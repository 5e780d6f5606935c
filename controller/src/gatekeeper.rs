//! The eviction gatekeeper: the single choke point every candidate eviction passes
//! through, combining safety checks, quota enforcement, and dry-run/real execution
//! while maintaining statistics. Shared, mutex-guarded counters cloned via `Arc` into
//! each strategy for the duration of a cycle.

use std::sync::{Arc, Mutex};

use k8s_openapi::api::core::v1::Pod;
use models::constants::{
    DAEMONSET_KIND, DEFAULT_GRACE_PERIOD_SECONDS, PRIORITY_CLASS_SYSTEM_CLUSTER_CRITICAL,
    PRIORITY_CLASS_SYSTEM_NODE_CRITICAL, STATIC_POD_ANNOTATION_KEY, STATIC_POD_ANNOTATION_VALUE,
    SYSTEM_NAMESPACES,
};
use models::{ClusterClient, Configuration, EvictionStats, WorkloadExt};
use tracing::{event, instrument, Level};

use crate::error::Result;

/// Why a candidate was rejected by [`EvictionGatekeeper::can_evict`]. Not part of the
/// public contract beyond its `Display`-style reason string, but kept distinct for tests.
#[derive(Debug, Clone, Copy, PartialEq, Eq)]
pub enum SafetyRejection {
    SystemCritical,
    DaemonSetLike,
    Static,
    StandaloneNonFailed,
    Terminating,
    LocalStorage,
}

impl SafetyRejection {
    fn reason(self) -> &'static str {
        match self {
            SafetyRejection::SystemCritical => "system-critical workload or namespace",
            SafetyRejection::DaemonSetLike => "owned by a DaemonSet",
            SafetyRejection::Static => "static pod defined on the node",
            SafetyRejection::StandaloneNonFailed => "standalone workload not in a failed phase",
            SafetyRejection::Terminating => "already terminating",
            SafetyRejection::LocalStorage => "uses node-local storage",
        }
    }
}

/// Evaluates the six ordered safety checks against a single workload. The first
/// matching condition wins; an `Ok` return means eviction is permissible as far as
/// safety goes (quota is a separate, stateful concern handled by the gatekeeper).
pub fn can_evict(workload: &Pod) -> std::result::Result<(), SafetyRejection> {
    let system_critical = matches!(
        workload.priority_class_name(),
        Some(PRIORITY_CLASS_SYSTEM_CLUSTER_CRITICAL) | Some(PRIORITY_CLASS_SYSTEM_NODE_CRITICAL)
    ) || SYSTEM_NAMESPACES.contains(&workload.namespace());
    if system_critical {
        return Err(SafetyRejection::SystemCritical);
    }

    if workload
        .owner_references()
        .iter()
        .any(|o| o.kind == DAEMONSET_KIND)
    {
        return Err(SafetyRejection::DaemonSetLike);
    }

    if workload.annotation(STATIC_POD_ANNOTATION_KEY) == Some(STATIC_POD_ANNOTATION_VALUE) {
        return Err(SafetyRejection::Static);
    }

    if workload.owner_references().is_empty() && workload.phase() != models::Phase::Failed {
        return Err(SafetyRejection::StandaloneNonFailed);
    }

    if workload.is_terminating() {
        return Err(SafetyRejection::Terminating);
    }

    if workload.has_local_storage() {
        return Err(SafetyRejection::LocalStorage);
    }

    Ok(())
}

/// Why [`EvictionGatekeeper::evict`] refused to even attempt the eviction call.
#[derive(Debug, Clone, Copy, PartialEq, Eq)]
pub enum QuotaRejection {
    TotalExhausted,
    NodeExhausted,
    NamespaceExhausted,
}

impl QuotaRejection {
    fn reason(self) -> &'static str {
        match self {
            QuotaRejection::TotalExhausted => "total eviction budget exhausted",
            QuotaRejection::NodeExhausted => "per-node eviction budget exhausted",
            QuotaRejection::NamespaceExhausted => "per-namespace eviction budget exhausted",
        }
    }
}

/// The outcome of a single call to [`EvictionGatekeeper::evict`].
#[derive(Debug)]
pub enum EvictOutcome {
    Evicted,
    RejectedByQuota(QuotaRejection),
    Failed,
}

/// Shared, mutex-guarded eviction bookkeeping, cloned via `Arc` into every strategy for
/// the duration of one cycle. `client` is the cluster API handle the strategies never
/// touch directly.
#[derive(Clone)]
pub struct EvictionGatekeeper<C: ClusterClient> {
    client: C,
    dry_run: bool,
    max_per_node: i64,
    max_per_namespace: i64,
    max_total: i64,
    stats: Arc<Mutex<EvictionStats>>,
}

impl<C: ClusterClient> EvictionGatekeeper<C> {
    pub fn new(client: C, config: &Configuration) -> Self {
        EvictionGatekeeper {
            client,
            dry_run: config.dry_run,
            max_per_node: config.eviction_budgets.max_per_node,
            max_per_namespace: config.eviction_budgets.max_per_namespace,
            max_total: config.eviction_budgets.max_total,
            stats: Arc::new(Mutex::new(EvictionStats::new())),
        }
    }

    /// Attempts to evict `workload`, citing `reason` in logs and statistics. Safety is
    /// re-checked here (not just by the caller) so the gatekeeper remains a true choke
    /// point regardless of what a strategy did or didn't check first.
    #[instrument(skip(self, workload), fields(workload = %workload.key()), err)]
    pub async fn evict(&self, workload: &Pod, reason: &str) -> Result<EvictOutcome> {
        if let Err(rejection) = can_evict(workload) {
            event!(
                Level::DEBUG,
                workload = %workload.key(),
                reason = rejection.reason(),
                "skipping eviction candidate: safety check failed"
            );
            return Ok(EvictOutcome::Failed);
        }

        let node = workload.node_name().unwrap_or_default().to_string();
        let namespace = workload.namespace().to_string();

        let quota_rejection = {
            let stats = self.stats.lock().unwrap();
            if self.max_total > 0 && stats.total_evicted >= self.max_total as u64 {
                Some(QuotaRejection::TotalExhausted)
            } else if self.max_per_node > 0
                && stats.by_node.get(&node).copied().unwrap_or(0) >= self.max_per_node as u64
            {
                Some(QuotaRejection::NodeExhausted)
            } else if self.max_per_namespace > 0
                && stats.by_namespace.get(&namespace).copied().unwrap_or(0)
                    >= self.max_per_namespace as u64
            {
                Some(QuotaRejection::NamespaceExhausted)
            } else {
                None
            }
        };

        if let Some(rejection) = quota_rejection {
            event!(
                Level::INFO,
                workload = %workload.key(),
                reason = rejection.reason(),
                "skipping eviction candidate: quota exhausted"
            );
            return Ok(EvictOutcome::RejectedByQuota(rejection));
        }

        if self.dry_run {
            event!(
                Level::INFO,
                "[DryRun] Would evict pod {}/{} on node {}, reason: {}",
                namespace,
                workload.pod_name(),
                node,
                reason
            );
            self.stats
                .lock()
                .unwrap()
                .record_success(&node, &namespace, reason);
            return Ok(EvictOutcome::Evicted);
        }

        match self
            .client
            .evict(&namespace, workload.pod_name(), DEFAULT_GRACE_PERIOD_SECONDS)
            .await
        {
            Ok(()) => {
                event!(
                    Level::INFO,
                    "Evicted pod {}/{} on node {}, reason: {}",
                    namespace,
                    workload.pod_name(),
                    node,
                    reason
                );
                self.stats
                    .lock()
                    .unwrap()
                    .record_success(&node, &namespace, reason);
                Ok(EvictOutcome::Evicted)
            }
            Err(source) => {
                event!(
                    Level::WARN,
                    "Failed to evict pod {}/{} on node {}: {}",
                    namespace,
                    workload.pod_name(),
                    node,
                    source
                );
                self.stats.lock().unwrap().record_failure();
                Ok(EvictOutcome::Failed)
            }
        }
    }

    /// A deep copy of the gatekeeper's current counters, safe to read mid-cycle.
    pub fn stats(&self) -> EvictionStats {
        self.stats.lock().unwrap().clone()
    }

    /// Zeroes all counters ahead of a new cycle.
    pub fn reset(&self) {
        self.stats.lock().unwrap().reset();
    }

    pub fn client(&self) -> &C {
        &self.client
    }
}

#[cfg(test)]
mod tests {
    use super::*;
    use k8s_openapi::api::core::v1::{Container, PodSpec, PodStatus};
    use k8s_openapi::apimachinery::pkg::apis::meta::v1::{OwnerReference, Time};
    use kube::api::ObjectMeta;
    use models::MockClusterClient;

    fn pod() -> Pod {
        Pod {
            metadata: ObjectMeta {
                namespace: Some("default".to_string()),
                name: Some("web-1".to_string()),
                ..Default::default()
            },
            spec: Some(PodSpec {
                node_name: Some("node-a".to_string()),
                containers: vec![Container {
                    name: "main".to_string(),
                    ..Default::default()
                }],
                ..Default::default()
            }),
            status: Some(PodStatus {
                phase: Some("Running".to_string()),
                ..Default::default()
            }),
        }
    }

    #[test]
    fn can_evict_rejects_system_namespace() {
        let mut p = pod();
        p.metadata.namespace = Some("kube-system".to_string());
        assert_eq!(can_evict(&p), Err(SafetyRejection::SystemCritical));
    }

    #[test]
    fn can_evict_rejects_system_critical_priority_class() {
        let mut p = pod();
        p.spec.as_mut().unwrap().priority_class_name =
            Some(PRIORITY_CLASS_SYSTEM_NODE_CRITICAL.to_string());
        assert_eq!(can_evict(&p), Err(SafetyRejection::SystemCritical));
    }

    #[test]
    fn can_evict_rejects_daemonset_owner() {
        let mut p = pod();
        p.metadata.owner_references = Some(vec![OwnerReference {
            kind: DAEMONSET_KIND.to_string(),
            name: "ds".to_string(),
            ..Default::default()
        }]);
        assert_eq!(can_evict(&p), Err(SafetyRejection::DaemonSetLike));
    }

    #[test]
    fn can_evict_rejects_static_pod() {
        let mut p = pod();
        p.metadata.annotations = Some(maplit::btreemap! {
            STATIC_POD_ANNOTATION_KEY.to_string() => STATIC_POD_ANNOTATION_VALUE.to_string(),
        });
        assert_eq!(can_evict(&p), Err(SafetyRejection::Static));
    }

    #[test]
    fn can_evict_rejects_standalone_running_pod() {
        let p = pod();
        assert_eq!(can_evict(&p), Err(SafetyRejection::StandaloneNonFailed));
    }

    #[test]
    fn can_evict_allows_standalone_failed_pod() {
        let mut p = pod();
        p.status.as_mut().unwrap().phase = Some("Failed".to_string());
        assert_eq!(can_evict(&p), Ok(()));
    }

    #[test]
    fn can_evict_rejects_terminating_pod() {
        let mut p = pod();
        p.metadata.owner_references = Some(vec![OwnerReference {
            kind: "ReplicaSet".to_string(),
            name: "web".to_string(),
            ..Default::default()
        }]);
        p.metadata.deletion_timestamp = Some(Time(chrono::Utc::now()));
        assert_eq!(can_evict(&p), Err(SafetyRejection::Terminating));
    }

    #[test]
    fn can_evict_rejects_local_storage() {
        let mut p = pod();
        p.metadata.owner_references = Some(vec![OwnerReference {
            kind: "ReplicaSet".to_string(),
            name: "web".to_string(),
            ..Default::default()
        }]);
        p.spec.as_mut().unwrap().volumes = Some(vec![k8s_openapi::api::core::v1::Volume {
            name: "scratch".to_string(),
            empty_dir: Some(Default::default()),
            ..Default::default()
        }]);
        assert_eq!(can_evict(&p), Err(SafetyRejection::LocalStorage));
    }

    #[test]
    fn can_evict_allows_plain_owned_pod() {
        let mut p = pod();
        p.metadata.owner_references = Some(vec![OwnerReference {
            kind: "ReplicaSet".to_string(),
            name: "web".to_string(),
            ..Default::default()
        }]);
        assert_eq!(can_evict(&p), Ok(()));
    }

    fn owned_failed_pod() -> Pod {
        let mut p = pod();
        p.status.as_mut().unwrap().phase = Some("Failed".to_string());
        p
    }

    #[tokio::test]
    async fn evict_dry_run_records_success_without_calling_client() {
        let mut mock = MockClusterClient::new();
        mock.expect_evict().never();

        let config = Configuration {
            dry_run: true,
            ..Configuration::default()
        };
        let gatekeeper = EvictionGatekeeper::new(mock, &config);

        let outcome = gatekeeper.evict(&owned_failed_pod(), "test").await.unwrap();
        assert!(matches!(outcome, EvictOutcome::Evicted));
        assert_eq!(gatekeeper.stats().total_evicted, 1);
    }

    #[tokio::test]
    async fn evict_calls_client_when_not_dry_run() {
        let mut mock = MockClusterClient::new();
        mock.expect_evict().times(1).returning(|_, _, _| Ok(()));

        let config = Configuration::default();
        let gatekeeper = EvictionGatekeeper::new(mock, &config);

        let outcome = gatekeeper.evict(&owned_failed_pod(), "test").await.unwrap();
        assert!(matches!(outcome, EvictOutcome::Evicted));
        assert_eq!(gatekeeper.stats().total_evicted, 1);
    }

    #[tokio::test]
    async fn evict_respects_max_total_budget() {
        let mut mock = MockClusterClient::new();
        mock.expect_evict().returning(|_, _, _| Ok(()));

        let mut config = Configuration::default();
        config.eviction_budgets.max_total = 1;
        let gatekeeper = EvictionGatekeeper::new(mock, &config);

        let first = gatekeeper.evict(&owned_failed_pod(), "test").await.unwrap();
        assert!(matches!(first, EvictOutcome::Evicted));

        let second = gatekeeper.evict(&owned_failed_pod(), "test").await.unwrap();
        assert!(matches!(
            second,
            EvictOutcome::RejectedByQuota(QuotaRejection::TotalExhausted)
        ));
    }

    #[test]
    fn reset_zeroes_stats() {
        let config = Configuration::default();
        let gatekeeper = EvictionGatekeeper::new(MockClusterClient::new(), &config);
        gatekeeper.reset();
        assert_eq!(gatekeeper.stats().total_evicted, 0);
    }
}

.....

Find the word "SystemCritical" in the listing above. Copy each line where it appears.

# Answer to this task:
    SystemCritical,
            SafetyRejection::SystemCritical => "system-critical workload or namespace",
        return Err(SafetyRejection::SystemCritical);
        assert_eq!(can_evict(&p), Err(SafetyRejection::SystemCritical));
        assert_eq!(can_evict(&p), Err(SafetyRejection::SystemCritical));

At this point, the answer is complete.